- _HOW TO COMPLETE THIS TASK_:
The line containing "one it does" marks where copying starts, so set down that line and each one after it exactly, through the end of the records.

Items from a dataset:
++++++

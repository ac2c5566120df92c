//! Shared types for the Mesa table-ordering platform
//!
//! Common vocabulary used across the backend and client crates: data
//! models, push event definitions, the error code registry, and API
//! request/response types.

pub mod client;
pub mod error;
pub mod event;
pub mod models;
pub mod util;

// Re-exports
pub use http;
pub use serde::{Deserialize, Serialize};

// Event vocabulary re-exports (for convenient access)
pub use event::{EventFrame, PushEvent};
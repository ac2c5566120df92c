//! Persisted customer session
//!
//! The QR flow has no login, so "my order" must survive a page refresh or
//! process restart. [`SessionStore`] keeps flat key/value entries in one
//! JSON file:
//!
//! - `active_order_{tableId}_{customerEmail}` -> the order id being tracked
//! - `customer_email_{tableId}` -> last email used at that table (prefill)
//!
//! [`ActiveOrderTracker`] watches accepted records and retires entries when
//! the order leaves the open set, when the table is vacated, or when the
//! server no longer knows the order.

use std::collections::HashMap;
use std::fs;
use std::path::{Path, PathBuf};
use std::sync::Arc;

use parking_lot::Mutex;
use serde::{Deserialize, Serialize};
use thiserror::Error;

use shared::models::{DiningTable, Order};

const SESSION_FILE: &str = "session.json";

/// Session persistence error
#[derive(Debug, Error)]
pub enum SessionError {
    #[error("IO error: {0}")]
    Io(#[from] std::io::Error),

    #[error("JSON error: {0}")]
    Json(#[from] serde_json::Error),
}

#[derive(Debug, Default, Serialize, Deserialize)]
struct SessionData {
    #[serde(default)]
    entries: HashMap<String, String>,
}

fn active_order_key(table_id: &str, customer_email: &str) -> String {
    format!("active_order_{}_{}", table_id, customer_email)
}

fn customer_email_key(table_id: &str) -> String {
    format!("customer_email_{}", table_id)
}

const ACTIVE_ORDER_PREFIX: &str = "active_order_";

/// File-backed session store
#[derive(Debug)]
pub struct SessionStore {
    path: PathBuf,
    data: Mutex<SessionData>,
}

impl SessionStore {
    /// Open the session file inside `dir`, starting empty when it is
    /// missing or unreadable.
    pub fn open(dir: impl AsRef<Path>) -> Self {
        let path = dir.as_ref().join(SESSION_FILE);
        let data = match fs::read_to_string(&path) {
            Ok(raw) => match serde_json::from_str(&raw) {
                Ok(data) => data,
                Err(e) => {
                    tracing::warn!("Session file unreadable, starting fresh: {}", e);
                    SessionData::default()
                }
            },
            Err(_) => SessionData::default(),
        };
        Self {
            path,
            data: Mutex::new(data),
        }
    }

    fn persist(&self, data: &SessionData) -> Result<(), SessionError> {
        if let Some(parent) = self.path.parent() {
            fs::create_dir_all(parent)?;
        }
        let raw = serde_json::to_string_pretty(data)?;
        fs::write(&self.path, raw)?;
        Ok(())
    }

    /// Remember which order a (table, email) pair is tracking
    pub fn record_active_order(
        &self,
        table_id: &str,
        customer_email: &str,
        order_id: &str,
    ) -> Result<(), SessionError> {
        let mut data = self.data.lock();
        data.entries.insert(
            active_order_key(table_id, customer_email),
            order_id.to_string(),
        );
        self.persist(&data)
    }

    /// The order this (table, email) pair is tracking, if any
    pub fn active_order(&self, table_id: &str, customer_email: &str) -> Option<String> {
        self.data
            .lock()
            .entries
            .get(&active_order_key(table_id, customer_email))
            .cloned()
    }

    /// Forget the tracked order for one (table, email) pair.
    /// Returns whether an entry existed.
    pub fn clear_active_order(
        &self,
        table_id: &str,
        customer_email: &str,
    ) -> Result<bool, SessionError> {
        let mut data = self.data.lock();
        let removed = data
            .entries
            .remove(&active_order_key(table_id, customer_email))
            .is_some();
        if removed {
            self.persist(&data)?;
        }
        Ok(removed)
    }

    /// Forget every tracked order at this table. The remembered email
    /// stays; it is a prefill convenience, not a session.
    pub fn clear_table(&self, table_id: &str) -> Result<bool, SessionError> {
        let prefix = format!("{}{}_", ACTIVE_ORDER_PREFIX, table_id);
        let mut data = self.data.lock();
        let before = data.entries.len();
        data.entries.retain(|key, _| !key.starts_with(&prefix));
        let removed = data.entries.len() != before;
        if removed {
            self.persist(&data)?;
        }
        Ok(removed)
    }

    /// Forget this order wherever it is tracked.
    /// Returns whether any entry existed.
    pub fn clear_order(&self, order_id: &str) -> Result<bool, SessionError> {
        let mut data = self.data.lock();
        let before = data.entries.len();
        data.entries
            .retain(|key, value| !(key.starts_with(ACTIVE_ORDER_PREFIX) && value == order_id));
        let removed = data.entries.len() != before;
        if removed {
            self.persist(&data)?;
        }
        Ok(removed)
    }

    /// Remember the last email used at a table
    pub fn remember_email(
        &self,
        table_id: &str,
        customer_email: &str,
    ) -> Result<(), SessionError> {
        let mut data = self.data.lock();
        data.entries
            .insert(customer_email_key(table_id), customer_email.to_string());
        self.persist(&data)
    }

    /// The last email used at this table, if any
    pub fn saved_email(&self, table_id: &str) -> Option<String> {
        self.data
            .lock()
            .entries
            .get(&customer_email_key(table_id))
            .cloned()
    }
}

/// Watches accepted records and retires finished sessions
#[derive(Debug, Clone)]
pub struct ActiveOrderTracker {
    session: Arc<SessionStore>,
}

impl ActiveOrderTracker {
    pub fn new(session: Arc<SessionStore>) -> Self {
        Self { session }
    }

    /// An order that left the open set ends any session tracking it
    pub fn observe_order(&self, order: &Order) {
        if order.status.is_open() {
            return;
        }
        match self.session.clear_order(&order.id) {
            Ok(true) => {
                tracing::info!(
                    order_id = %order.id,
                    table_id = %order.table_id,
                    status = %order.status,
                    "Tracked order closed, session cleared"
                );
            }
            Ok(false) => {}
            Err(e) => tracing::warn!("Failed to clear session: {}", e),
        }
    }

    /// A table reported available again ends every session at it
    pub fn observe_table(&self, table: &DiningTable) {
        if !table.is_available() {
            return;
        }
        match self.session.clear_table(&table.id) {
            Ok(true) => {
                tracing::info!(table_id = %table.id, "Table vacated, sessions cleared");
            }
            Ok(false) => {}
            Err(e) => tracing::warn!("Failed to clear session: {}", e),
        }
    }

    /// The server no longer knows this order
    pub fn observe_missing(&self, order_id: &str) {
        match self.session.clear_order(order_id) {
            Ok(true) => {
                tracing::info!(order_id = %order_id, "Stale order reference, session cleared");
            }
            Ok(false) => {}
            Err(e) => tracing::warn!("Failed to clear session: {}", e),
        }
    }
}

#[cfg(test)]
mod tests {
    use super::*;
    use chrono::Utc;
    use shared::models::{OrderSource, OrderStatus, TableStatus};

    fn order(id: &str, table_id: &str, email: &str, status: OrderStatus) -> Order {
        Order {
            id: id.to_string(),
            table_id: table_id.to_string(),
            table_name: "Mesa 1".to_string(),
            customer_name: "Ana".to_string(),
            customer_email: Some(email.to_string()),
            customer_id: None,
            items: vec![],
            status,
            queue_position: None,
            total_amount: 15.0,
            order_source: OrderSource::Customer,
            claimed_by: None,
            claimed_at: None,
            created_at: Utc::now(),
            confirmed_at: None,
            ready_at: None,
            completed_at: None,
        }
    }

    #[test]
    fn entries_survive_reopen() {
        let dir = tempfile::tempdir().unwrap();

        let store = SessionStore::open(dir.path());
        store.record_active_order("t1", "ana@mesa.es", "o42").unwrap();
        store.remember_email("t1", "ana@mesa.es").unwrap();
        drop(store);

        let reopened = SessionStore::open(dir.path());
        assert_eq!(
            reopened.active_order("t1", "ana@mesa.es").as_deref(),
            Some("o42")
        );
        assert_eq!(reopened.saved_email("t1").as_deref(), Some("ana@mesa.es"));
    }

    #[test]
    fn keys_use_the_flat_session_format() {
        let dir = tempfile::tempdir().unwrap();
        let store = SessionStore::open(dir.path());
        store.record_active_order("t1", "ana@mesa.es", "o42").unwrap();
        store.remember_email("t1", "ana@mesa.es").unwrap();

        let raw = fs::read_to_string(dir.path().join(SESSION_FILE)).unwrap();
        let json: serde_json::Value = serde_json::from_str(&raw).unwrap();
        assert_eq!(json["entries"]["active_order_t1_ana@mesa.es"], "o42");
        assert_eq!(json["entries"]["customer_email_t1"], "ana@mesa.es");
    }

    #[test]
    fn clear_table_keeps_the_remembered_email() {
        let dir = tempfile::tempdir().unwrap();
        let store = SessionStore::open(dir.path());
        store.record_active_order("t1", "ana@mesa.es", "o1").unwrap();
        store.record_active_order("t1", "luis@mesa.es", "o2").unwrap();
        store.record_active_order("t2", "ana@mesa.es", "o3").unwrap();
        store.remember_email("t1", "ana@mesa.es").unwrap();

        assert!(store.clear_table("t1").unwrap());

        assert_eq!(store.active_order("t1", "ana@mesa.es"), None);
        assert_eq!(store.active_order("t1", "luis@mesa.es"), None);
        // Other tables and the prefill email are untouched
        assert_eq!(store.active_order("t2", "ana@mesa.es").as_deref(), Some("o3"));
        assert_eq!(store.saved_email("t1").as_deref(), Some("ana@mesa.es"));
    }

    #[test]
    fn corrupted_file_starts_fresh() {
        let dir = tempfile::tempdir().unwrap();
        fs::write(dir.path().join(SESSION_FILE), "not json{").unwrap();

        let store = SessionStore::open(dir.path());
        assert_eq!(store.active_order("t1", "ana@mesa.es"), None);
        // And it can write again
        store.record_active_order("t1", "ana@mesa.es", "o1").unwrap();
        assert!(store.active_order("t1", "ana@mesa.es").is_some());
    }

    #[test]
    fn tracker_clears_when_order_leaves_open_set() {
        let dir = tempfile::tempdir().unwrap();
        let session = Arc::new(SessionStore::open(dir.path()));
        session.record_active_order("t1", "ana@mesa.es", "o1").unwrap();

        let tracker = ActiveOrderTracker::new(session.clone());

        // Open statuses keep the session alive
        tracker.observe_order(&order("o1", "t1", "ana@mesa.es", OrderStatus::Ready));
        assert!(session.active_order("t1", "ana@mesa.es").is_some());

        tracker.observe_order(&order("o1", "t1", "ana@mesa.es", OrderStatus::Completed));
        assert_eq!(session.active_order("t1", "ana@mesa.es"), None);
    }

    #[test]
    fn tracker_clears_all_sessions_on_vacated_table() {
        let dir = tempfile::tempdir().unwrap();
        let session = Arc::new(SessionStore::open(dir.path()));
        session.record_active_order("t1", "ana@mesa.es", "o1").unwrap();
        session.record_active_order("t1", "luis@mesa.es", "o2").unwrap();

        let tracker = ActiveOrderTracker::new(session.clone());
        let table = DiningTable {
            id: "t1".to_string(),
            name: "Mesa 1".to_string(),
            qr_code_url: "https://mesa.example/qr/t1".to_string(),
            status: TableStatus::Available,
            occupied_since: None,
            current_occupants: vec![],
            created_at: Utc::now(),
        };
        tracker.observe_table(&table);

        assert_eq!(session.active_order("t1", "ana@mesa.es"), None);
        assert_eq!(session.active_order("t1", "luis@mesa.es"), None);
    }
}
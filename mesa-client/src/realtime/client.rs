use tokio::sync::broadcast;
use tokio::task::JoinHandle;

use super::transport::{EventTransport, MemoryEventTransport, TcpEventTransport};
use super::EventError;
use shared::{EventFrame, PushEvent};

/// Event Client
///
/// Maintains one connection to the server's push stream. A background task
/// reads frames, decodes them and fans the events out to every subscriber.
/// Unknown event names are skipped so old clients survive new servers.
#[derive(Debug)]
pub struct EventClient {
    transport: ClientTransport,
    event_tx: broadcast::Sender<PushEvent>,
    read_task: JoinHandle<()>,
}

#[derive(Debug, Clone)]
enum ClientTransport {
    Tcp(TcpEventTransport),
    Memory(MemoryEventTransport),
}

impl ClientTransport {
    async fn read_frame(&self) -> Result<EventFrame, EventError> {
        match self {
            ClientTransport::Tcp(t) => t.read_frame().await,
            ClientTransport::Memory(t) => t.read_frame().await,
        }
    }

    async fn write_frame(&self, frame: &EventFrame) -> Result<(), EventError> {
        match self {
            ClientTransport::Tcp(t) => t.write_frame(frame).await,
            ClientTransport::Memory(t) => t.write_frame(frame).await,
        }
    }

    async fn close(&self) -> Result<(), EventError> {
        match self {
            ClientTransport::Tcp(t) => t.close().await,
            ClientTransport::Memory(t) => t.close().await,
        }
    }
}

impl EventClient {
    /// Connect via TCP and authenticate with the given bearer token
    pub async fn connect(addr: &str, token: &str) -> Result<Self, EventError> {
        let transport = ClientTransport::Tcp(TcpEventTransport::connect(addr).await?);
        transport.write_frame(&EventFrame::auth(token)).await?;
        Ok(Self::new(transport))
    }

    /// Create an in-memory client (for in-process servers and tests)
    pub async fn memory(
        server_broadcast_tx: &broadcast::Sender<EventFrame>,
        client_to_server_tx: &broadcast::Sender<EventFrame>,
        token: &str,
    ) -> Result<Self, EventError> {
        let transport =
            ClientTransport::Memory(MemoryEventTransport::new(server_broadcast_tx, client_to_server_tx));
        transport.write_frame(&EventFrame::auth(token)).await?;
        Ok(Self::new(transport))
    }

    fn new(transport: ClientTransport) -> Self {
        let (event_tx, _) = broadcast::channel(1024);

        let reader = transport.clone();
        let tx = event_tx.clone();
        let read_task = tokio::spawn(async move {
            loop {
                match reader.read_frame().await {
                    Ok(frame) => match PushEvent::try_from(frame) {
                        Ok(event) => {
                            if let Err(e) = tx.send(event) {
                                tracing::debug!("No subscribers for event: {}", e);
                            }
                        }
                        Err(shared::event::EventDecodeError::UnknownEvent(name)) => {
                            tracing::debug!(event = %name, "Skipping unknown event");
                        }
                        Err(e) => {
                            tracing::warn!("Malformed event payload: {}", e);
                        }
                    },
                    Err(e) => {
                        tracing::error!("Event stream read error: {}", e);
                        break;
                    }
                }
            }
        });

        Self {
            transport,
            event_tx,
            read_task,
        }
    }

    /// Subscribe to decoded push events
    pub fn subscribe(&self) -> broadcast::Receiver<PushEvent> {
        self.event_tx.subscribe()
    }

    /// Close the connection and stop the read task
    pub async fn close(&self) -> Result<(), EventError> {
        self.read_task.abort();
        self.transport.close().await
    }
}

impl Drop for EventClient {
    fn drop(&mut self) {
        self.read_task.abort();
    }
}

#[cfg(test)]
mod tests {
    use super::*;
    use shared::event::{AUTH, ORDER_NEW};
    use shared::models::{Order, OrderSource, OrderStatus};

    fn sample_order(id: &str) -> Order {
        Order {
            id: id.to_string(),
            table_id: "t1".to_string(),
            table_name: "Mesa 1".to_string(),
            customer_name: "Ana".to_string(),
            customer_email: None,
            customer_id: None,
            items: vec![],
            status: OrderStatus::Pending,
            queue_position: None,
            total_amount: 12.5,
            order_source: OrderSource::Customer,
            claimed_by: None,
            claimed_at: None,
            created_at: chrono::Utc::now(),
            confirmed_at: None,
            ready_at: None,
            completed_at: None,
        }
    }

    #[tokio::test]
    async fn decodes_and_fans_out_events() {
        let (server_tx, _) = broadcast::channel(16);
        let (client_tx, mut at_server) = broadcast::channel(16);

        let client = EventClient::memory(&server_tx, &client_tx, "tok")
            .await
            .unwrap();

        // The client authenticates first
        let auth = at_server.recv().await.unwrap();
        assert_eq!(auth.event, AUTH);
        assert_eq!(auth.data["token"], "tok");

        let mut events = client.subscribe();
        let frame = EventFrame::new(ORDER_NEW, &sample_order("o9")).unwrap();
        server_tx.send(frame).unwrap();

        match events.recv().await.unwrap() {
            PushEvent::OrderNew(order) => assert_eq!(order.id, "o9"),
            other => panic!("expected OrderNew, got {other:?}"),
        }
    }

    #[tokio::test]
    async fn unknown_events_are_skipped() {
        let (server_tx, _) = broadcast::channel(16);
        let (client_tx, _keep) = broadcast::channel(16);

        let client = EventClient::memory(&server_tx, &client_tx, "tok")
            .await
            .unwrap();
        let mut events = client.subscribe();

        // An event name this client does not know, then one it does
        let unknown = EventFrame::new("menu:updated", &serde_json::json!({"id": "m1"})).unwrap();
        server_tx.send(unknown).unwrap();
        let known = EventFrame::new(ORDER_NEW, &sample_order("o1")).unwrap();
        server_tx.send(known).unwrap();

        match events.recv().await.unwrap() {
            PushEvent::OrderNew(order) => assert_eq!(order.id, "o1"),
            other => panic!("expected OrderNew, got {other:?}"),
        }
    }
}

++++++

- _WORKED SOLUTION_:
        // An event name this client does not know, then one it does
        let unknown = EventFrame::new("menu:updated", &serde_json::json!({"id": "m1"})).unwrap();
        server_tx.send(unknown).unwrap();
        let known = EventFrame::new(ORDER_NEW, &sample_order("o1")).unwrap();
        server_tx.send(known).unwrap();

        match events.recv().await.unwrap() {
            PushEvent::OrderNew(order) => assert_eq!(order.id, "o1"),
            other => panic!("expected OrderNew, got {other:?}"),
        }
    }
}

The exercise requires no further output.